[Task item] Set the records down again in full, with every word kept.

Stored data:
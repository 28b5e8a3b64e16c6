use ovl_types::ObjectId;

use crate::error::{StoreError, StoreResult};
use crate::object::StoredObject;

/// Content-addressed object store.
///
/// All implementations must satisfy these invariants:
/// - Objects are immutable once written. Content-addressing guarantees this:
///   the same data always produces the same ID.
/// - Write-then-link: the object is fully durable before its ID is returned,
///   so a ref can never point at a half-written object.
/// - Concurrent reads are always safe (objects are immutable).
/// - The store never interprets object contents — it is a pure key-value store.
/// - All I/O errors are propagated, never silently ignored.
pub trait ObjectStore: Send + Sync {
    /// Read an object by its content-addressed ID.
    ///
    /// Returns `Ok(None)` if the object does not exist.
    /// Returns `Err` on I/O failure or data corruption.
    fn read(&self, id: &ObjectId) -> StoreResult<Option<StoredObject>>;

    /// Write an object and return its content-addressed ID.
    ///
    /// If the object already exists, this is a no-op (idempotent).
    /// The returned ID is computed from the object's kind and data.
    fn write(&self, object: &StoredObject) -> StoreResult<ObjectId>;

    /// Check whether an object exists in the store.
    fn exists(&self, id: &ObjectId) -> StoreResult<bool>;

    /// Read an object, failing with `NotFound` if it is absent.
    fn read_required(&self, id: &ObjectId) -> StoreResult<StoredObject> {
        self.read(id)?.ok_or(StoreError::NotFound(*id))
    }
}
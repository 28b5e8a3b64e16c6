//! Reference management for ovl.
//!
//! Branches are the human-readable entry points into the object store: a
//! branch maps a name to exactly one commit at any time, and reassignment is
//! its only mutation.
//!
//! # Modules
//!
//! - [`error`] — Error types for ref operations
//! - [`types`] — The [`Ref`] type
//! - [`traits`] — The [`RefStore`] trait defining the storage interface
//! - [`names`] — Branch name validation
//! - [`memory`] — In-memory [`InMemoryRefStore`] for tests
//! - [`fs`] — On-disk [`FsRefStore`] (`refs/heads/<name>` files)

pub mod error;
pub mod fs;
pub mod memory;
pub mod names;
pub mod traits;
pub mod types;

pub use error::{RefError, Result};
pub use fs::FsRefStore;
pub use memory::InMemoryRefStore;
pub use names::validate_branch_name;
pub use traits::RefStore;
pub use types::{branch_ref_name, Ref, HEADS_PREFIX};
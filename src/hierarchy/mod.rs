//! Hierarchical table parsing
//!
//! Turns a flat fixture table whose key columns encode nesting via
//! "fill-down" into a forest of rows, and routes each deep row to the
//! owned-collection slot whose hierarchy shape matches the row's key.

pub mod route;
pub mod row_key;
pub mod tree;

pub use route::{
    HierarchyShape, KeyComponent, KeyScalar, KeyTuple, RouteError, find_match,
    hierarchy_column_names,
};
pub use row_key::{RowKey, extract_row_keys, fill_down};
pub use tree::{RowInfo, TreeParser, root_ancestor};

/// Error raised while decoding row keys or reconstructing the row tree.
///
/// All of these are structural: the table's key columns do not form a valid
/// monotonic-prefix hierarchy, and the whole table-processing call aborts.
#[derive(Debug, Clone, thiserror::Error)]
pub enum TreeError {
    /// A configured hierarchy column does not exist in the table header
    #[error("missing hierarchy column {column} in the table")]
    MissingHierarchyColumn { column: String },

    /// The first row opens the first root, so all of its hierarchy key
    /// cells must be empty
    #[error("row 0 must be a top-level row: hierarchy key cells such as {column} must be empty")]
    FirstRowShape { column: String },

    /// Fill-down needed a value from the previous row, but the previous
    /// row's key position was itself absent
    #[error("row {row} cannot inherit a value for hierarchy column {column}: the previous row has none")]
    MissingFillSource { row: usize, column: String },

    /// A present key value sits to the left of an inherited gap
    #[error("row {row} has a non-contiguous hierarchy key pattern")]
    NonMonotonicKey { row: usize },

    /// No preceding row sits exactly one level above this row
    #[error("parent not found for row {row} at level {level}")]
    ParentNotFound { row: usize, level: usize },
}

[Task result]
repository 28b5e8a3b64e16c6
use ovl_types::ObjectId;

use crate::error::{StoreError, StoreResult};
use crate::object::StoredObject;

/// Content-addressed object store.
///
/// All implementations must satisfy these invariants:
/// - Objects are immutable once written. Content-addressing guarantees this:
///   the same data always produces the same ID.
/// - Write-then-link: the object is fully durable before its ID is returned,
///   so a ref can never point at a half-written object.
/// - Concurrent reads are always safe (objects are immutable).
/// - The store never interprets object contents — it is a pure key-value store.
/// - All I/O errors are propagated, never silently ignored.
pub trait ObjectStore: Send + Sync {
    /// Read an object by its content-addressed ID.
    ///
    /// Returns `Ok(None)` if the object does not exist.
    /// Returns `Err` on I/O failure or data corruption.
    fn read(&self, id: &ObjectId) -> StoreResult<Option<StoredObject>>;

    /// Write an object and return its content-addressed ID.
    ///
    /// If the object already exists, this is a no-op (idempotent).
    /// The returned ID is computed from the object's kind and data.
    fn write(&self, object: &StoredObject) -> StoreResult<ObjectId>;

    /// Check whether an object exists in the store.
    fn exists(&self, id: &ObjectId) -> StoreResult<bool>;

    /// Read an object, failing with `NotFound` if it is absent.
    fn read_required(&self, id: &ObjectId) -> StoreResult<StoredObject> {
        self.read(id)?.ok_or(StoreError::NotFound(*id))
    }
}
repository 28b5e8a3b64e16c6
//! Reference management for ovl.
//!
//! Branches are the human-readable entry points into the object store: a
//! branch maps a name to exactly one commit at any time, and reassignment is
//! its only mutation.
//!
//! # Modules
//!
//! - [`error`] — Error types for ref operations
//! - [`types`] — The [`Ref`] type
//! - [`traits`] — The [`RefStore`] trait defining the storage interface
//! - [`names`] — Branch name validation
//! - [`memory`] — In-memory [`InMemoryRefStore`] for tests
//! - [`fs`] — On-disk [`FsRefStore`] (`refs/heads/<name>` files)

pub mod error;
pub mod fs;
pub mod memory;
pub mod names;
pub mod traits;
pub mod types;

pub use error::{RefError, Result};
pub use fs::FsRefStore;
pub use memory::InMemoryRefStore;
pub use names::validate_branch_name;
pub use traits::RefStore;
pub use types::{branch_ref_name, Ref, HEADS_PREFIX};
filename src/hierarchy/mod.rs
//! Hierarchical table parsing
//!
//! Turns a flat fixture table whose key columns encode nesting via
//! "fill-down" into a forest of rows, and routes each deep row to the
//! owned-collection slot whose hierarchy shape matches the row's key.

pub mod route;
pub mod row_key;
pub mod tree;

pub use route::{
    HierarchyShape, KeyComponent, KeyScalar, KeyTuple, RouteError, find_match,
    hierarchy_column_names,
};
pub use row_key::{RowKey, extract_row_keys, fill_down};
pub use tree::{RowInfo, TreeParser, root_ancestor};

/// Error raised while decoding row keys or reconstructing the row tree.
///
/// All of these are structural: the table's key columns do not form a valid
/// monotonic-prefix hierarchy, and the whole table-processing call aborts.
#[derive(Debug, Clone, thiserror::Error)]
pub enum TreeError {
    /// A configured hierarchy column does not exist in the table header
    #[error("missing hierarchy column {column} in the table")]
    MissingHierarchyColumn { column: String },

    /// The first row opens the first root, so all of its hierarchy key
    /// cells must be empty
    #[error("row 0 must be a top-level row: hierarchy key cells such as {column} must be empty")]
    FirstRowShape { column: String },

    /// Fill-down needed a value from the previous row, but the previous
    /// row's key position was itself absent
    #[error("row {row} cannot inherit a value for hierarchy column {column}: the previous row has none")]
    MissingFillSource { row: usize, column: String },

    /// A present key value sits to the left of an inherited gap
    #[error("row {row} has a non-contiguous hierarchy key pattern")]
    NonMonotonicKey { row: usize },

    /// No preceding row sits exactly one level above this row
    #[error("parent not found for row {row} at level {level}")]
    ParentNotFound { row: usize, level: usize },
}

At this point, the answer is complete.